Question

Parsing dataframe and sort a fasta file

0

Entering edit mode

5.9 years ago

Chvatil ▴ 130

Hi all, I need some help. In fact in the contexte of my work I have a dataframe of seq names paired together, in each row there is one column for the seq_id of the sp1 and one fore the seq _idof the sp2. In another hand I have two fasta files which contain all these sequences (same seq Id) + the sequences in fasta format. But in these files sequences are totaly mixed and what I need to do is to reorganize two new fasta file by parsing my dataframe and say, ok for each row, put the seqx_A in fasta file 1 and seqx_B in fasta file 2. By keeping the order in the dataframe.

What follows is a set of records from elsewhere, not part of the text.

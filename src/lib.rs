//! SteamDB bot - Telegram inline bot for Steam profile lookups
//!
//! Resolves a Steam username or steamID to a public profile card and, on
//! demand, replaces it with SteamDB collection statistics cached in SQLite.
//!
//! # Module Structure
//!
//! - `core`: Configuration, errors, logging and common helpers
//! - `storage`: SQLite pool, migrations, TTL cache, user registry, interaction log, stats
//! - `steam`: Steam Web API client and SteamDB scraper interface
//! - `lookup`: Lookup orchestration and transport-neutral replies
//! - `telegram`: Telegram bot integration and handlers
//! - `cli`: Command line interface

pub mod cli;
pub mod core;
pub mod lookup;
pub mod steam;
pub mod storage;
pub mod telegram;

// Re-export commonly used types for convenience
pub use crate::core::{config, AppError, AppResult, Config};
pub use lookup::{EnrichmentOutcome, LookupOutcome, LookupService, Reply};
pub use storage::{create_pool, get_connection, DbConnection, DbPool};
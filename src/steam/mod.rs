//! Steam-side collaborators: ID classification, Steam Web API, SteamDB scraper

pub mod api;
pub mod steam_id;
pub mod steamdb;

pub use api::{HttpSteamApi, SteamApi, SteamProfile};
pub use steam_id::is_steam_id;
pub use steamdb::{HttpSteamDbScraper, SteamDbProfile, SteamDbScraper};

Here is an exemple:

I actually have one dataframe with sequences in order such :

Seq_1.id    Seq_2.id
seq1_A     seq8_B
seq2_A     Seq9_B
seq3_A     Seq10_B
seq4_A     Seq11_B

and two fasta files such : first one:

>Seq11_B
ACTG
>seq8_B
ATGC
>seq3_A
ACTG
>seq2_A
ATGC

second one: 
>seq4_A
 ACTG
>seq1_A
 ACTG
>Seq10_B
 ATGC
>Seq9_B
 ATCG

As you can see _A and _B are mixed in bot fasta file but I would like to order my fastafiles by creating a new ones and put all seq A in a file and all seqB in another file in the same order as in the dataframe (paires sequence as always to be added in the same time in the file). here would be the output of the exemple:

fasta1:

>seq1_A
ATGC
>seq2_A 
ATGG
>seq3_A 
ATGC
>seq4_A 
ATGC

and fasta2:

>seq8_B
ATGc
>Seq9_B
ATGC
>Seq10_B
ATGC
>Seq11_B
ATGC

Here would be the name of the files:

candidate_df.read_csv("dn_ds.out_test",sep='\t')

#--------------------------------------
#Load the sequences comming from the cluster filtering and range them into ordered files per species

#here is the two columns of the dataframe
seq1_id=candidate_df["seq1_id"]
seq2_id=candidate_df["seq2_id"]

#Here is the output desired files:
output_aa_sp1 = open('candidates_aa_0042.fasta','w')
output_aa_sp2 = open('candidates_aa_0035.fasta','w')


#Here are the 2 fasta file to be modified
record_dict_sp1_aa = SeqIO.to_dict(SeqIO.parse("result1_aa.fasta", "fasta"))
record_dict_sp2_aa = SeqIO.to_dict(SeqIO.parse("result2_aa.fasta", "fasta"))

Does someone have an idea?

Thank you :)

python pandas fasta • 9.2k views

ADD COMMENT • link updated 5.9 years ago by Bastien Hervé 5.3k • written 5.9 years ago by Chvatil ▴ 130

2

Entering edit mode

5.9 years ago

shenwei356 8.4k

You've finished half the code, next step is just iterating the seq1_id and check if one id exists in any of record_dict_sp1_aa or record_dict_sp2_aa and printing the result.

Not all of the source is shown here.